TASK: Which lines of the records contain the word "await"? Copy each one.

(RECORDS FOR THE EXERCISE)

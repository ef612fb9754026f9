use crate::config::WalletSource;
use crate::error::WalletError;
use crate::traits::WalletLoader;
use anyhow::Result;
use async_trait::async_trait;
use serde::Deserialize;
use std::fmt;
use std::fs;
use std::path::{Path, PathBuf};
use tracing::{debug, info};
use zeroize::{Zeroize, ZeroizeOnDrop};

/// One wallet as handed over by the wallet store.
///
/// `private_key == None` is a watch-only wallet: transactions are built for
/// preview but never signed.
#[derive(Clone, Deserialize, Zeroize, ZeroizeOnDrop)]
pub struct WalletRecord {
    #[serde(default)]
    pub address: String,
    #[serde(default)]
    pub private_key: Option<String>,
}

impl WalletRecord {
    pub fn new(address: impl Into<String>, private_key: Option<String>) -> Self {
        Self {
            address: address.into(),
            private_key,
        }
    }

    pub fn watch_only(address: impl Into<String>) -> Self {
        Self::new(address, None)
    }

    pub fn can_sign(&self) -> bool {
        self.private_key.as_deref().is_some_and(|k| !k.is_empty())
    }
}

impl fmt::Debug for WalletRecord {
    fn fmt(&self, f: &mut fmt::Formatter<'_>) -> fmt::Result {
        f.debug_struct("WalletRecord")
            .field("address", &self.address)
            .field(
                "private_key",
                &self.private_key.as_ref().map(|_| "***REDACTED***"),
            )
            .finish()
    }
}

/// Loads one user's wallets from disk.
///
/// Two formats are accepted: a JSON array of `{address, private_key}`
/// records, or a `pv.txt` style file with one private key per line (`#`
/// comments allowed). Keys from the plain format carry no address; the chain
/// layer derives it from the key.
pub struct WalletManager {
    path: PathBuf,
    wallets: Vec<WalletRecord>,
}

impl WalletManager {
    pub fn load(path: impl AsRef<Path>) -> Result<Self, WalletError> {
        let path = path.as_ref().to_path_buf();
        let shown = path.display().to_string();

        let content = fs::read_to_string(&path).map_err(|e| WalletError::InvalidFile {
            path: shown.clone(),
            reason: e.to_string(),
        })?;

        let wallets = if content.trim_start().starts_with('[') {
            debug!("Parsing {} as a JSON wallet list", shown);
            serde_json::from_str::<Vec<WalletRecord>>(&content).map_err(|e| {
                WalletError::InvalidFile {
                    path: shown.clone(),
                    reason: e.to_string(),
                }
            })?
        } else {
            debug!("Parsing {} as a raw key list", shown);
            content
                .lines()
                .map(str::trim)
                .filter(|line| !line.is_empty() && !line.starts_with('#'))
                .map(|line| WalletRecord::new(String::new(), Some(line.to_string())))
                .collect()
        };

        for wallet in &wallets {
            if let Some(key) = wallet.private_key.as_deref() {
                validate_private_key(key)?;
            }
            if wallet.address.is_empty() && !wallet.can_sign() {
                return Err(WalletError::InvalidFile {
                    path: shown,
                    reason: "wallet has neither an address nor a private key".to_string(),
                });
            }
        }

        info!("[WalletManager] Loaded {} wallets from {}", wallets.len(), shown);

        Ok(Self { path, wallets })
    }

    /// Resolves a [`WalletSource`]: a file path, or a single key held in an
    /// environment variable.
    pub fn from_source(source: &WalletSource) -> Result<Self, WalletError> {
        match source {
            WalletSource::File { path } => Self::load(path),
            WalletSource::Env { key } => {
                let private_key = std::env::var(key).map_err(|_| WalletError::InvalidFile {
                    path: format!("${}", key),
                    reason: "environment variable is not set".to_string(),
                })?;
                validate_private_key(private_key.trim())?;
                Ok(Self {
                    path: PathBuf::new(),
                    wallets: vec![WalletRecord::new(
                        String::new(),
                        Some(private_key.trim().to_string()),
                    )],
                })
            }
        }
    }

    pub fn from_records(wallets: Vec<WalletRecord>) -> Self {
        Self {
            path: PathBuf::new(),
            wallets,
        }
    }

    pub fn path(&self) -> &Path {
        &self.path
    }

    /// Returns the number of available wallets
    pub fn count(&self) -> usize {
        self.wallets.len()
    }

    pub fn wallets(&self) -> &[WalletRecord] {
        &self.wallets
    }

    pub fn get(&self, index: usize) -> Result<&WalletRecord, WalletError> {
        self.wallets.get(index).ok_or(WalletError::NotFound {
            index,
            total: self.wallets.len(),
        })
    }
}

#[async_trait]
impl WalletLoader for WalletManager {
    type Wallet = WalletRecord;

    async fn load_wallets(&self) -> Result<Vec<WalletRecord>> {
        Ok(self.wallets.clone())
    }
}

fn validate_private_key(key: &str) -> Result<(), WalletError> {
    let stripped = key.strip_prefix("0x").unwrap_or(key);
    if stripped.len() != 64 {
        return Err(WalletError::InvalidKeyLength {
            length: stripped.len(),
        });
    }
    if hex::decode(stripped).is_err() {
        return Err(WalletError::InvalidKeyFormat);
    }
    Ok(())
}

(End RECORDS FOR THE EXERCISE)
(RECORDS FOR THE EXERCISE)

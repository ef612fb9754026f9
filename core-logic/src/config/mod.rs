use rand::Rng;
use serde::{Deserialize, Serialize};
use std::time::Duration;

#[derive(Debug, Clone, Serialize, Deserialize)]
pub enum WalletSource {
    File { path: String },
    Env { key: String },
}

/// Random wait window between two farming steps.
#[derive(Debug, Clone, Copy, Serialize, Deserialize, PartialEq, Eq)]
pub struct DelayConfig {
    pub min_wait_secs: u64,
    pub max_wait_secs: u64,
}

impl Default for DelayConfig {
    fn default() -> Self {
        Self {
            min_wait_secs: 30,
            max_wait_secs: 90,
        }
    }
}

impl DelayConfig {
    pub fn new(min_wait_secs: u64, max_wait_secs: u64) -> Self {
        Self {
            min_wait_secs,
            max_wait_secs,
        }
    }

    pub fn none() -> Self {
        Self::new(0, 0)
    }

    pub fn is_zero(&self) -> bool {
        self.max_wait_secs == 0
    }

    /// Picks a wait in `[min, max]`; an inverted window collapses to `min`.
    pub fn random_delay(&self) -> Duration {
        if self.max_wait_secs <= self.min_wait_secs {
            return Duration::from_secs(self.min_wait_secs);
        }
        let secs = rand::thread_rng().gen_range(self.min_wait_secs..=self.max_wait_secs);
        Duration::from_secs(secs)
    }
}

(End RECORDS FOR THE EXERCISE)
(RECORDS FOR THE EXERCISE)

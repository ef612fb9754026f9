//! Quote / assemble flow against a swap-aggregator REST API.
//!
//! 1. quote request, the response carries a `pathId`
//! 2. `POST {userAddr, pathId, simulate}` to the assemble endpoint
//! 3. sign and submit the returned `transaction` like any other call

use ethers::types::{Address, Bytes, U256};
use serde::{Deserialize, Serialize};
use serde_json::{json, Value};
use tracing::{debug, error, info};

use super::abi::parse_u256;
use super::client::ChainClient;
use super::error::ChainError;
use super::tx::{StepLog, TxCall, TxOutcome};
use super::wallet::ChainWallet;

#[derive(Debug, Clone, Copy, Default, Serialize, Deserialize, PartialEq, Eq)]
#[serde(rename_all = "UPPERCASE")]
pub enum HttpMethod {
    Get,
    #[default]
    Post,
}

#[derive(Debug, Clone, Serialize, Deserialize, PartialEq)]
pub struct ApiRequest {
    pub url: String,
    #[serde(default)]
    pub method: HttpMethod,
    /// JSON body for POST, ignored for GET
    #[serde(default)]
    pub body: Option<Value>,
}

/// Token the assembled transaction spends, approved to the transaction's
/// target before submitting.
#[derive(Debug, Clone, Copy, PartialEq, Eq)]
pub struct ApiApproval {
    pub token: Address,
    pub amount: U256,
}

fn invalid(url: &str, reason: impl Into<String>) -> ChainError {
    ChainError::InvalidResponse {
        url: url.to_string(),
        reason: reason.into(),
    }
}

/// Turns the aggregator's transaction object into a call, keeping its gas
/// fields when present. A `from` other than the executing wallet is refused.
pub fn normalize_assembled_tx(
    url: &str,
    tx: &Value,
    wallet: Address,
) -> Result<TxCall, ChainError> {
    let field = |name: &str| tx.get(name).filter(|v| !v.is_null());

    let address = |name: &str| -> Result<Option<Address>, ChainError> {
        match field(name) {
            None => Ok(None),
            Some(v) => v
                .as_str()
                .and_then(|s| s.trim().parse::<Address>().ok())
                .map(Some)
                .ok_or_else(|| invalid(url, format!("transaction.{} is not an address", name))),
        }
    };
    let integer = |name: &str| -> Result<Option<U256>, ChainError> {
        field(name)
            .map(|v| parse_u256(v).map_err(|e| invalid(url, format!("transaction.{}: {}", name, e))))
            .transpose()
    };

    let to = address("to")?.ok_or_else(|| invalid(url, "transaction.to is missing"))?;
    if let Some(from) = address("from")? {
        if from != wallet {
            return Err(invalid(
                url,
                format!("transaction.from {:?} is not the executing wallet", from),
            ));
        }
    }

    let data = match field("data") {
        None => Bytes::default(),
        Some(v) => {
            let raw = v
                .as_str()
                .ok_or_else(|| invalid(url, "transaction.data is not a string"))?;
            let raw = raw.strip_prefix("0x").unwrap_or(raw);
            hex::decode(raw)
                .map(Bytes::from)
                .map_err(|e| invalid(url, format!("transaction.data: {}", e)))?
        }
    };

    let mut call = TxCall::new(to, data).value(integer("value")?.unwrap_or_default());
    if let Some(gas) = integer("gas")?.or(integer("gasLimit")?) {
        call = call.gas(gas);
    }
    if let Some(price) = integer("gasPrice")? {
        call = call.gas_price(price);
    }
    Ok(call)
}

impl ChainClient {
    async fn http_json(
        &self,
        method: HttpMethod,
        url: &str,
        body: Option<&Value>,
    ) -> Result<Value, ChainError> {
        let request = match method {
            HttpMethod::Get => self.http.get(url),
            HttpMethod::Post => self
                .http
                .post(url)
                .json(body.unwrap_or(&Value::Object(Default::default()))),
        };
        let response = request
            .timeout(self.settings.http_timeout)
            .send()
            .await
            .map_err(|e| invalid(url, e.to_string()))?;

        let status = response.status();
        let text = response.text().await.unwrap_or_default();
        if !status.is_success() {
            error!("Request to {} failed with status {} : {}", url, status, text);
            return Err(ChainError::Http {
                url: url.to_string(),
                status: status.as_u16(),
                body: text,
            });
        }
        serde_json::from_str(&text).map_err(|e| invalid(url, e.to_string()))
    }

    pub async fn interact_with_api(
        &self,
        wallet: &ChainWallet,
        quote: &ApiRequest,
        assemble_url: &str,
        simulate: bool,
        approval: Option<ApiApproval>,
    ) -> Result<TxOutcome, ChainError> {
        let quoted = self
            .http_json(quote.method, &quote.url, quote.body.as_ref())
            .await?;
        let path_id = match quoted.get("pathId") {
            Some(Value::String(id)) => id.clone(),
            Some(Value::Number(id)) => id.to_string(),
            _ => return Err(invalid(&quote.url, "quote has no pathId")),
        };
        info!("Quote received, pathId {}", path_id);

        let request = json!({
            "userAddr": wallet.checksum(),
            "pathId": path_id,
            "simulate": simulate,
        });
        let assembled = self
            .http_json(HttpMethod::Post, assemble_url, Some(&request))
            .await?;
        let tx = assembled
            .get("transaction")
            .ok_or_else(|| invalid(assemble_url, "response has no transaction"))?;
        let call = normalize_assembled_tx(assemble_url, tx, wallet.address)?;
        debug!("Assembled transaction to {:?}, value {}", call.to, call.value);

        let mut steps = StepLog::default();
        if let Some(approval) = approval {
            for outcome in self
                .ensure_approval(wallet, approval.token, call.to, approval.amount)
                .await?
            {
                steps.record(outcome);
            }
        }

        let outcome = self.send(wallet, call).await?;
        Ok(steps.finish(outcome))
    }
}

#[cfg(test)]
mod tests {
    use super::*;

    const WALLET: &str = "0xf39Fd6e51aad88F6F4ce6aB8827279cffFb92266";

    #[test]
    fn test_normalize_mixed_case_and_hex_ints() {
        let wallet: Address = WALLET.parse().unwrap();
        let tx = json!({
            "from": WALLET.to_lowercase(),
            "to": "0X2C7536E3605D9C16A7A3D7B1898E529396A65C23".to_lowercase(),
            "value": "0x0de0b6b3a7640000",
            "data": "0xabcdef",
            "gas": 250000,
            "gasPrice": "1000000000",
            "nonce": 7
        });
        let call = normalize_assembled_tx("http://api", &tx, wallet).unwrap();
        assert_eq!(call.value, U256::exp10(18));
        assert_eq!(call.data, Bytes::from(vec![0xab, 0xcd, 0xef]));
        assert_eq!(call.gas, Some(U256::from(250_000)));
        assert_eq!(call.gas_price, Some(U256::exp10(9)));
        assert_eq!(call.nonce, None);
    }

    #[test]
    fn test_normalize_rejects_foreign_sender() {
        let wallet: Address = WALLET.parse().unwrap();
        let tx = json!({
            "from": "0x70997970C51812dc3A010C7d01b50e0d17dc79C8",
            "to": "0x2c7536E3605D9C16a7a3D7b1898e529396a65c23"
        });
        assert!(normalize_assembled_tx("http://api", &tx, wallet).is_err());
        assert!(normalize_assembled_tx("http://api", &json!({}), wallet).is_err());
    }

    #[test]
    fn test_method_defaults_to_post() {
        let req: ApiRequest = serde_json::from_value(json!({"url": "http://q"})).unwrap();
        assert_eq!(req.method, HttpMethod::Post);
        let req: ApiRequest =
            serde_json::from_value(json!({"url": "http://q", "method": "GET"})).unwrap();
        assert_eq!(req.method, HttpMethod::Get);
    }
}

(End RECORDS FOR THE EXERCISE)

ANSWER FOR THE TASK:
            .await
        let text = response.text().await.unwrap_or_default();
            .await?;
            .await?;
                .await?
        let outcome = self.send(wallet, call).await?;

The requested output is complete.